Il y a cinq ans, je me suis retrouvée seule au sein du cabinet, après les départs de mes deux associés. Il a fallu trouver une solution pour me mettre en capacité de voir plus de patients, dans le même temps. En octobre 2014, j’ai embauché une infirmière, Marie Lorenzo, pour m’aider et j’ai dû licencier ma secrétaire, qui ne m’avançait pas assez dans mon temps médical. Je réfléchissais depuis longtemps au fait d’avoir quelqu’un, avec moi, dans l’enceinte même de la salle d’examen, pour m’aider, afin que je prenne moins de temps par patient. Pour travailler en binôme correctement, il fallait avoir deux salles d’examen. Au sein de mon cabinet, il y en a trois.

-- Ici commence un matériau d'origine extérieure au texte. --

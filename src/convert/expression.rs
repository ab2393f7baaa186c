//! Cell geometry expressions.
//!
//! Grammar, from tightest to loosest binding:
//!
//! 1. parenthesised sub-expression, `#(...)` and `#n` complements
//! 2. implicit intersection of adjacent operands, left-associative
//! 3. union `:`, left-associative
//!
//! Signed surface numbers become half-spaces. A `#n` refers to the region of
//! cell `n`, which must appear earlier in the deck. The translated tree is
//! normalised before it is returned, so it carries no complement nodes.

use std::collections::{BTreeMap, BTreeSet};

use super::error::Error;
use crate::deck::{CellRecord, Section};
use crate::model::region::{Region, Sense};

const UNION_PREC: u8 = 1;
const INTERSECTION_PREC: u8 = 2;

#[derive(Debug, Clone, Copy, PartialEq, Eq)]
enum Token {
    Surface(i64),
    CellComplement(u32),
    ComplementGroup,
    LParen,
    RParen,
    Union,
}

/// Translates the geometry of `cell` into a normalised region.
///
/// `previous` holds the regions of the cells defined before `cell`;
/// `surfaces` holds every surface id the deck defines.
pub fn translate(
    cell: &CellRecord,
    previous: &BTreeMap<u32, Region>,
    surfaces: &BTreeSet<u32>,
) -> Result<Region, Error> {
    let text = cell.geometry.join(" ");
    let tokens = lex(&text).map_err(|detail| Error::invalid_expression(cell.id, detail))?;
    if tokens.is_empty() {
        return Err(Error::invalid_expression(cell.id, "geometry is empty"));
    }

    let mut parser = Parser {
        tokens: &tokens,
        pos: 0,
        cell: cell.id,
        previous,
        surfaces,
    };
    let region = parser.parse_expr(UNION_PREC)?;
    if let Some(tok) = parser.peek() {
        let detail = match tok {
            Token::RParen => "unbalanced ')'".to_string(),
            other => format!("unexpected {:?}", other),
        };
        return Err(Error::invalid_expression(cell.id, detail));
    }

    Ok(region.normalized())
}

fn lex(text: &str) -> Result<Vec<Token>, String> {
    let chars: Vec<char> = text.chars().collect();
    let mut tokens = Vec::new();
    let mut i = 0;

    while i < chars.len() {
        let c = chars[i];
        match c {
            c if c.is_whitespace() => i += 1,
            '(' => {
                tokens.push(Token::LParen);
                i += 1;
            }
            ')' => {
                tokens.push(Token::RParen);
                i += 1;
            }
            ':' => {
                tokens.push(Token::Union);
                i += 1;
            }
            '#' => {
                i += 1;
                while i < chars.len() && chars[i].is_whitespace() {
                    i += 1;
                }
                match chars.get(i) {
                    Some('(') => {
                        tokens.push(Token::ComplementGroup);
                        i += 1;
                    }
                    Some(d) if d.is_ascii_digit() => {
                        let (value, next) = read_digits(&chars, i);
                        let id = u32::try_from(value)
                            .ok()
                            .filter(|&v| v > 0)
                            .ok_or_else(|| format!("invalid cell number in '#{}'", value))?;
                        tokens.push(Token::CellComplement(id));
                        i = next;
                    }
                    _ => return Err("'#' must be followed by a cell number or '('".to_string()),
                }
            }
            '+' | '-' | '0'..='9' => {
                let negative = c == '-';
                let start = if matches!(c, '+' | '-') { i + 1 } else { i };
                if !chars.get(start).is_some_and(|d| d.is_ascii_digit()) {
                    return Err(format!("sign '{}' is not followed by a surface number", c));
                }
                let (value, next) = read_digits(&chars, start);
                if chars.get(next) == Some(&'.') {
                    return Err(format!(
                        "macrobody facet reference '{}' is not supported",
                        chars[i..]
                            .iter()
                            .take_while(|ch| !ch.is_whitespace())
                            .collect::<String>()
                    ));
                }
                if value == 0 {
                    return Err("surface number 0 is not valid".to_string());
                }
                tokens.push(Token::Surface(if negative { -value } else { value }));
                i = next;
            }
            other => return Err(format!("unexpected character '{}'", other)),
        }
    }

    Ok(tokens)
}

fn read_digits(chars: &[char], start: usize) -> (i64, usize) {
    let mut end = start;
    let mut value: i64 = 0;
    while let Some(d) = chars.get(end).and_then(|c| c.to_digit(10)) {
        value = value.saturating_mul(10).saturating_add(d as i64);
        end += 1;
    }
    (value, end)
}

struct Parser<'a> {
    tokens: &'a [Token],
    pos: usize,
    cell: u32,
    previous: &'a BTreeMap<u32, Region>,
    surfaces: &'a BTreeSet<u32>,
}

impl Parser<'_> {
    fn peek(&self) -> Option<Token> {
        self.tokens.get(self.pos).copied()
    }

    fn next(&mut self) -> Option<Token> {
        let tok = self.peek();
        if tok.is_some() {
            self.pos += 1;
        }
        tok
    }

    fn parse_expr(&mut self, min_prec: u8) -> Result<Region, Error> {
        let mut lhs = self.parse_operand()?;

        loop {
            let (prec, explicit) = match self.peek() {
                Some(Token::Union) => (UNION_PREC, true),
                Some(
                    Token::Surface(_)
                    | Token::CellComplement(_)
                    | Token::ComplementGroup
                    | Token::LParen,
                ) => (INTERSECTION_PREC, false),
                _ => break,
            };
            if prec < min_prec {
                break;
            }
            if explicit {
                self.pos += 1;
            }
            let rhs = self.parse_expr(prec + 1)?;
            lhs = if prec == UNION_PREC {
                lhs.union(rhs)
            } else {
                lhs.intersection(rhs)
            };
        }

        Ok(lhs)
    }

    fn parse_operand(&mut self) -> Result<Region, Error> {
        match self.next() {
            Some(Token::Surface(value)) => {
                let id = u32::try_from(value.unsigned_abs()).unwrap_or(u32::MAX);
                if !self.surfaces.contains(&id) {
                    return Err(Error::unresolved(
                        Section::Cells,
                        self.cell,
                        format!("surface {} is not defined", id),
                    ));
                }
                let sense = if value < 0 {
                    Sense::Negative
                } else {
                    Sense::Positive
                };
                Ok(Region::halfspace(id, sense))
            }
            Some(Token::CellComplement(id)) => {
                let region = self.previous.get(&id).ok_or_else(|| {
                    Error::unresolved(
                        Section::Cells,
                        self.cell,
                        format!("cell {} is not defined before cell {}", id, self.cell),
                    )
                })?;
                Ok(Region::Complement(Box::new(region.clone())))
            }
            Some(Token::ComplementGroup) => {
                let inner = self.parse_expr(UNION_PREC)?;
                self.expect_close()?;
                Ok(Region::Complement(Box::new(inner)))
            }
            Some(Token::LParen) => {
                let inner = self.parse_expr(UNION_PREC)?;
                self.expect_close()?;
                Ok(inner)
            }
            Some(Token::RParen) => Err(Error::invalid_expression(self.cell, "unexpected ')'")),
            Some(Token::Union) => Err(Error::invalid_expression(
                self.cell,
                "':' has no left operand",
            )),
            None => Err(Error::invalid_expression(
                self.cell,
                "expression ends where an operand is expected",
            )),
        }
    }

    fn expect_close(&mut self) -> Result<(), Error> {
        match self.next() {
            Some(Token::RParen) => Ok(()),
            _ => Err(Error::invalid_expression(self.cell, "missing ')'")),
        }
    }
}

Comment cela s’est-il concrétisé ?
Avec Marie, nous avons appris à travailler en binôme, côte à côte. Chaque patient est vu par le binôme, je valide tout. Sauf quand je vois quelqu’un toute seule parce que Marie prend plus de temps avec un autre patient. Cela nous laisse plus de liberté par rapport au temps de consultation, qui peut varier de dix minutes à une heure. L’infirmière prend en charge tout le côté prévention dont je ne m’occupe pas. Elle vérifie que les vaccins, les examens de surveillance, sont à jour, si les patients ont eu récemment un bilan sanguin, si une dame a bien eu ses frottis et ses mammographies, etc.
Pourquoi faire appel à une infirmière ?
Seule une infirmière avait les compétences qui me permettaient de lui déléguer des tâches. Dans une salle d’attente, une infirmière est capable de repérer quelqu’un qui a un problème, a une douleur thoracique ou est susceptible d’avoir quelque chose de grave. Elle peut réaliser un électrocardiogramme que j’interprète par la suite, réaliser une glycémie capillaire, prendre les constantes… Lors de la consultation, elle peut réaliser une intraveineuse pour une lombalgie, un strepto-test, traiter une plaie… Au final, on discute, on prend une décision commune. C’est moi qui la valide et suis responsable. Elle apporte une énorme plus-value dans l’éducation thérapeutique des patients : elle parle avec la femme enceinte, la maman en charge du bébé, agit pour la prise en charge de l’obésité chez l’enfant…
Quel bilan dressez-vous ?
Cela permet de gagner en efficacité et de dégager du temps d’expertise pour le médecin. Ce système m’a permis de recevoir plus de 30 % de patients supplémentaires au cabinet. Quand je travaille avec Marie, on peut voir 45 personnes chaque jour, dont une dizaine en urgence. Je n’ai jamais été aussi bien accompagnée que depuis que je suis un médecin isolé. On forme une vraie équipe. On est beaucoup plus productif en termes de nombre de patients pris en charge. C’est une plus-value au niveau de l’efficience de la prise en charge, avec tout le côté de la prévention, très important. Cela m’a permis de me recentrer sur mon travail d’experte en médecine générale pour établir des diagnostics et soigner les patients. Nous avons assez de médecins en France pour soigner tout le monde. Il faudrait juste que les médecins acceptent de travailler intelligemment et de se faire aider.